Big Tech is part of everyday people’s lives in ways that were once the province of fantasy. Companies like Google and Amazon are ubiquitous around the world, and the products and services they offer are relied on by millions. Unfailingly ambitious (and extraordinarily profitable), it would appear that things have never better for the giants of tech.

But while profits may be reaching new highs, these companies have never been more scrutinized. Politicians on both sides of the aisle have grown concerned about the power wielded Google, Amazon, Facebook, and others. Rivals have lodged complaints and the public is more skeptical of their business practices than ever before. In a move that seems to signal impending changes, the Justice Department and Federal Trade Commission (FTC) will split oversight of Google and Amazon, reports the New York Times.

A Brief History

Google and Amazon have attracted new scrutiny – and accusations of impropriety – in tandem with their growing power and influence. Democrats and Republicans alike have called for additional oversight. Republicans have accused Google of suppressing conservative coverage in their search results, while Amazon has drawn the ire of President Trump by virtue of unfavorable coverage in the CEO Jeff Bezos-owned Washington Post.

Meanwhile, Democrats have been advocating for regulatory action against Google, echoing complaints from European lawmakers that have resulted in massive fines to the company, while also voicing concerns about anti-competitive behavior. Rep. David Cicilline of Rhode Island called the internet “broken” when announcing a comprehensive investigation into potential anticompetitive behavior by Big Tech. Cicilline hinted that the laissez-faire approach that marked the internet’s early days may be ending as “people have recognized…[the] real dangers here” – issues including consumer privacy, data misuse, labor concerns, and more.

The most pointed accusations thus far, however, have come from Google and Amazon’s rivals. Competitors are concerned that the massive, ever-expanding companies can easily stifle competition: Amazon, for example, has steadily redefined their business, transforming from a traditional e-commerce platform into new fields like groceries via their acquisition of Whole Foods. Google’s bread and butter – advertising and search – has borne the brunt of scrutiny, as has their “Android operating system, which is used in 80 percent of the world’s smartphones.” Europe has been quicker to punish Google for perceived abuses of power in that space, having “fined Google $5.1 billion for automatically installing its search engine and other apps on Android phones.”

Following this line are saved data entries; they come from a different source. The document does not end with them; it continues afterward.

//! Request pipeline and the types it is assembled from.
//!
//! This module provides the resilient call path between app code and the
//! GraphQL backend: admission control, header injection, transport,
//! failure classification and retries.
//!
//! # Overview
//!
//! The main types in this module are:
//!
//! - [`GraphqlClient`]: The public entry point (`execute`, `execute_as`)
//! - [`RequestPipeline`]: The staged call loop behind the client
//! - [`Operation`]: A GraphQL operation plus its throttling class
//! - [`RateLimiter`] / [`RateLimiters`]: Sliding-window admission control
//! - [`RetryPolicy`]: Backoff with jitter, limited to network failures
//! - [`classify`]: Maps a [`TransportFailure`] to a [`ClassifiedError`]
//! - [`Transport`] / [`HttpTransport`]: The network seam
//! - [`ClientError`]: The single error type returned by a call
//!
//! # Retry Behavior
//!
//! - **Network** (timeouts, resets, 408/502/503/504): retried up to the
//!   policy's attempt limit with exponential backoff and ±20% jitter
//! - **Auth expired** (401 or an auth error code): never retried; stored
//!   credentials are cleared
//! - **Validation** and **unknown** failures: returned immediately
//! - **Rate limited**: refused locally, never retried
//!
//! # Example
//!
//! ```rust,ignore
//! use shop_api_client::clients::{ClientError, Operation};
//!
//! let op = Operation::builder("GetWishlist", "query GetWishlist { wishlist { items { id } } }")
//!     .build()?;
//!
//! match client.execute(&op).await {
//!     Ok(data) => println!("{}", data["wishlist"]),
//!     Err(e) if e.is_auth_expired() => println!("Please sign in again"),
//!     Err(e) => println!("Request failed: {e}"),
//! }
//! ```

mod classifier;
mod errors;
pub mod graphql;
mod headers;
mod pipeline;
mod rate_limit;
mod request_id;
mod retry;
mod transport;

pub use classifier::classify;
pub use errors::{
    ClassifiedError, ClientError, ErrorKind, InvalidOperationError, RateLimitedError,
};
pub use headers::RequestContext;
pub use pipeline::{RequestPipeline, ANONYMOUS_KEY};
pub use rate_limit::{RateLimitConfig, RateLimiter, RateLimiters};
pub use request_id::RequestIdGenerator;
pub use retry::{
    RetryDecision, RetryPolicy, RetryPolicyBuilder, RetryState, DEFAULT_INITIAL_DELAY,
    DEFAULT_JITTER, DEFAULT_MAX_ATTEMPTS, DEFAULT_MAX_DELAY,
};
pub use transport::{
    interpret_response, GraphqlErrorPayload, HttpTransport, Transport, TransportFailure,
    TransportRequest, SDK_VERSION,
};

// Re-export GraphQL types at the clients module level
pub use graphql::{GraphqlClient, Operation, OperationBuilder, OperationKind};
//! Retry decisions for classified failures.
//!
//! Only [`ErrorKind::Network`] failures are retried. Delays grow
//! exponentially from the initial delay, are capped, and are spread with a
//! symmetric random jitter so concurrent callers do not retry in lockstep.
//!
//! # Example
//!
//! ```rust
//! use shop_api_client::clients::{ClassifiedError, ErrorKind, RetryPolicy};
//!
//! let policy = RetryPolicy::default();
//! let error = ClassifiedError::new(ErrorKind::Network, "reset", "GetCart");
//!
//! assert!(policy.should_retry(&error, 0).retry);
//! assert!(!policy.should_retry(&error, 2).retry);
//! ```

use std::time::Duration;

use rand::Rng;

use crate::clients::errors::{ClassifiedError, ErrorKind};
use crate::error::ConfigError;

/// Default total number of attempts (initial call plus retries).
pub const DEFAULT_MAX_ATTEMPTS: u32 = 3;

/// Default delay before the first retry.
pub const DEFAULT_INITIAL_DELAY: Duration = Duration::from_millis(300);

/// Default upper bound of the un-jittered delay.
pub const DEFAULT_MAX_DELAY: Duration = Duration::from_millis(3000);

/// Default jitter ratio (±20%).
pub const DEFAULT_JITTER: f64 = 0.2;

/// Outcome of [`RetryPolicy::should_retry`].
#[derive(Clone, Copy, Debug, PartialEq, Eq)]
pub struct RetryDecision {
    /// Whether the pipeline should make another attempt.
    pub retry: bool,
    /// How long to wait before that attempt. Zero when not retrying.
    pub delay: Duration,
    /// Whether stored credentials must be cleared before returning.
    pub invalidate_credentials: bool,
}

impl RetryDecision {
    const fn stop(invalidate_credentials: bool) -> Self {
        Self {
            retry: false,
            delay: Duration::ZERO,
            invalidate_credentials,
        }
    }
}

/// Per-call retry bookkeeping.
///
/// Created at attempt 0 for one `execute` call and dropped when the call
/// finishes.
#[derive(Clone, Debug, PartialEq, Eq)]
pub struct RetryState {
    /// Zero-based index of the current attempt.
    pub attempt: u32,
    /// Name of the operation being executed.
    pub operation_id: String,
    /// Delay chosen before the current attempt.
    pub next_delay: Duration,
}

impl RetryState {
    /// Creates the state for the first attempt.
    #[must_use]
    pub fn new(operation_id: impl Into<String>) -> Self {
        Self {
            attempt: 0,
            operation_id: operation_id.into(),
            next_delay: Duration::ZERO,
        }
    }

    /// Moves to the next attempt after waiting `delay`.
    pub fn advance(&mut self, delay: Duration) {
        self.attempt += 1;
        self.next_delay = delay;
    }
}

/// Exponential backoff with jitter, limited to network failures.
#[derive(Clone, Debug, PartialEq)]
pub struct RetryPolicy {
    max_attempts: u32,
    initial_delay: Duration,
    max_delay: Duration,
    jitter: f64,
}

impl Default for RetryPolicy {
    fn default() -> Self {
        Self {
            max_attempts: DEFAULT_MAX_ATTEMPTS,
            initial_delay: DEFAULT_INITIAL_DELAY,
            max_delay: DEFAULT_MAX_DELAY,
            jitter: DEFAULT_JITTER,
        }
    }
}

impl RetryPolicy {
    /// Creates a builder starting from the defaults.
    #[must_use]
    pub fn builder() -> RetryPolicyBuilder {
        RetryPolicyBuilder::default()
    }

    /// A policy that never retries.
    #[must_use]
    pub fn none() -> Self {
        Self {
            max_attempts: 1,
            ..Self::default()
        }
    }

    /// Returns the total number of attempts allowed.
    #[must_use]
    pub const fn max_attempts(&self) -> u32 {
        self.max_attempts
    }

    /// Returns the delay before the first retry.
    #[must_use]
    pub const fn initial_delay(&self) -> Duration {
        self.initial_delay
    }

    /// Returns the cap applied before jitter.
    #[must_use]
    pub const fn max_delay(&self) -> Duration {
        self.max_delay
    }

    /// Returns the jitter ratio.
    #[must_use]
    pub fn jitter(&self) -> f64 {
        self.jitter
    }

    /// Decides what to do after `error` ended attempt number `attempt`
    /// (zero-based).
    #[must_use]
    pub fn should_retry(&self, error: &ClassifiedError, attempt: u32) -> RetryDecision {
        self.should_retry_with_rng(error, attempt, &mut rand::thread_rng())
    }

    /// Same as [`should_retry`](Self::should_retry) with a caller-supplied RNG.
    pub fn should_retry_with_rng<R: Rng>(
        &self,
        error: &ClassifiedError,
        attempt: u32,
        rng: &mut R,
    ) -> RetryDecision {
        match error.kind {
            ErrorKind::AuthExpired => RetryDecision::stop(true),
            ErrorKind::Network if error.retryable && attempt.saturating_add(1) < self.max_attempts => {
                RetryDecision {
                    retry: true,
                    delay: self.jittered(self.base_delay(attempt), rng),
                    invalidate_credentials: false,
                }
            }
            _ => RetryDecision::stop(false),
        }
    }

    /// Returns the un-jittered delay after attempt `attempt`:
    /// `min(initial * 2^attempt, max)`.
    #[must_use]
    pub fn base_delay(&self, attempt: u32) -> Duration {
        let factor = 2u32.checked_pow(attempt).unwrap_or(u32::MAX);
        self.initial_delay
            .checked_mul(factor)
            .map_or(self.max_delay, |delay| delay.min(self.max_delay))
    }

    fn jittered<R: Rng>(&self, delay: Duration, rng: &mut R) -> Duration {
        if self.jitter <= 0.0 || delay.is_zero() {
            return delay;
        }
        let factor = rng.gen_range((1.0 - self.jitter)..=(1.0 + self.jitter));
        delay.mul_f64(factor)
    }
}

/// Builder for [`RetryPolicy`].
#[derive(Debug, Default)]
pub struct RetryPolicyBuilder {
    max_attempts: Option<u32>,
    initial_delay: Option<Duration>,
    max_delay: Option<Duration>,
    jitter: Option<f64>,
}

impl RetryPolicyBuilder {
    /// Sets the total number of attempts (at least 1).
    #[must_use]
    pub const fn max_attempts(mut self, attempts: u32) -> Self {
        self.max_attempts = Some(attempts);
        self
    }

    /// Sets the delay before the first retry.
    #[must_use]
    pub const fn initial_delay(mut self, delay: Duration) -> Self {
        self.initial_delay = Some(delay);
        self
    }

    /// Sets the cap applied before jitter.
    #[must_use]
    pub const fn max_delay(mut self, delay: Duration) -> Self {
        self.max_delay = Some(delay);
        self
    }

    /// Sets the jitter ratio, in `[0, 1)`.
    #[must_use]
    pub fn jitter(mut self, jitter: f64) -> Self {
        self.jitter = Some(jitter);
        self
    }

    /// Builds the policy.
    ///
    /// # Errors
    ///
    /// Returns [`ConfigError::InvalidRetryPolicy`] for zero attempts, a
    /// jitter outside `[0, 1)`, or an initial delay above the cap.
    pub fn build(self) -> Result<RetryPolicy, ConfigError> {
        let defaults = RetryPolicy::default();
        let policy = RetryPolicy {
            max_attempts: self.max_attempts.unwrap_or(defaults.max_attempts),
            initial_delay: self.initial_delay.unwrap_or(defaults.initial_delay),
            max_delay: self.max_delay.unwrap_or(defaults.max_delay),
            jitter: self.jitter.unwrap_or(defaults.jitter),
        };

        if policy.max_attempts == 0 {
            return Err(ConfigError::InvalidRetryPolicy {
                reason: "max_attempts must be at least 1".to_string(),
            });
        }
        if !(0.0..1.0).contains(&policy.jitter) {
            return Err(ConfigError::InvalidRetryPolicy {
                reason: format!("jitter must be in [0, 1), got {}", policy.jitter),
            });
        }
        if policy.initial_delay > policy.max_delay {
            return Err(ConfigError::InvalidRetryPolicy {
                reason: "initial_delay must not exceed max_delay".to_string(),
            });
        }
        Ok(policy)
    }
}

What Does Splitting Oversight Signal?

As it stands, the Justice Department will oversee Google, while the FTC will handle Amazon. New York Times and Washington Post sources were clear that neither company is under investigation – rather, the move portends “the potential for greater scrutiny.”

The “small and preliminary” step of splitting oversight does not necessarily mean more serious consequences are on the horizon. Former Justice Department antitrust official Gene Kimmelman told the New York Times that the announcement is “more of a warning that [Google and Amazon are] being carefully scrutinized and they need to be careful not to play fast and loose given their dominant positions in the digital marketplace.”

Both sides are eager to avoid a repeat of the United States v. Microsoft antitrust case that saw the software giant narrowly avoid being split into two separate companies after an appeals court disagreed with an earlier ruling. While Microsoft was able to preserve its structure, the ruling “prohibited Microsoft from tying Internet Explorer to Windows…[which] allowed other browsers like Netscape and Firefox to compete on computers that ran the Windows operating systems.” Doing so “curbed Microsoft’s power,” giving rise to new companies and competitors – like Google and Amazon.

Until either agency acts, the news amounts to little more than an interesting blip on the radar. There is a possibility that litigation might not even be necessary “to improve behavior.” A paper from two Yale law professors detailing Amazon’s practice of “restricting its third-party sellers from selling their goods more cheaply on other platforms” drew the attention of Senator Richard Blumenthal, who subsequently detailed his concerns in a letter to both agencies. The ensuing pressure saw “Amazon quietly [drop] the practice.”

Currently, real regulation of Big Tech is little more than a talking point for politicians. But mounting pressure means companies no longer have free rein – or unquestioned public support – when it comes to their business practices. The Wild West period that characterized the early days of the internet appears to be over. What it means for its dominant figures is anyone’s guess.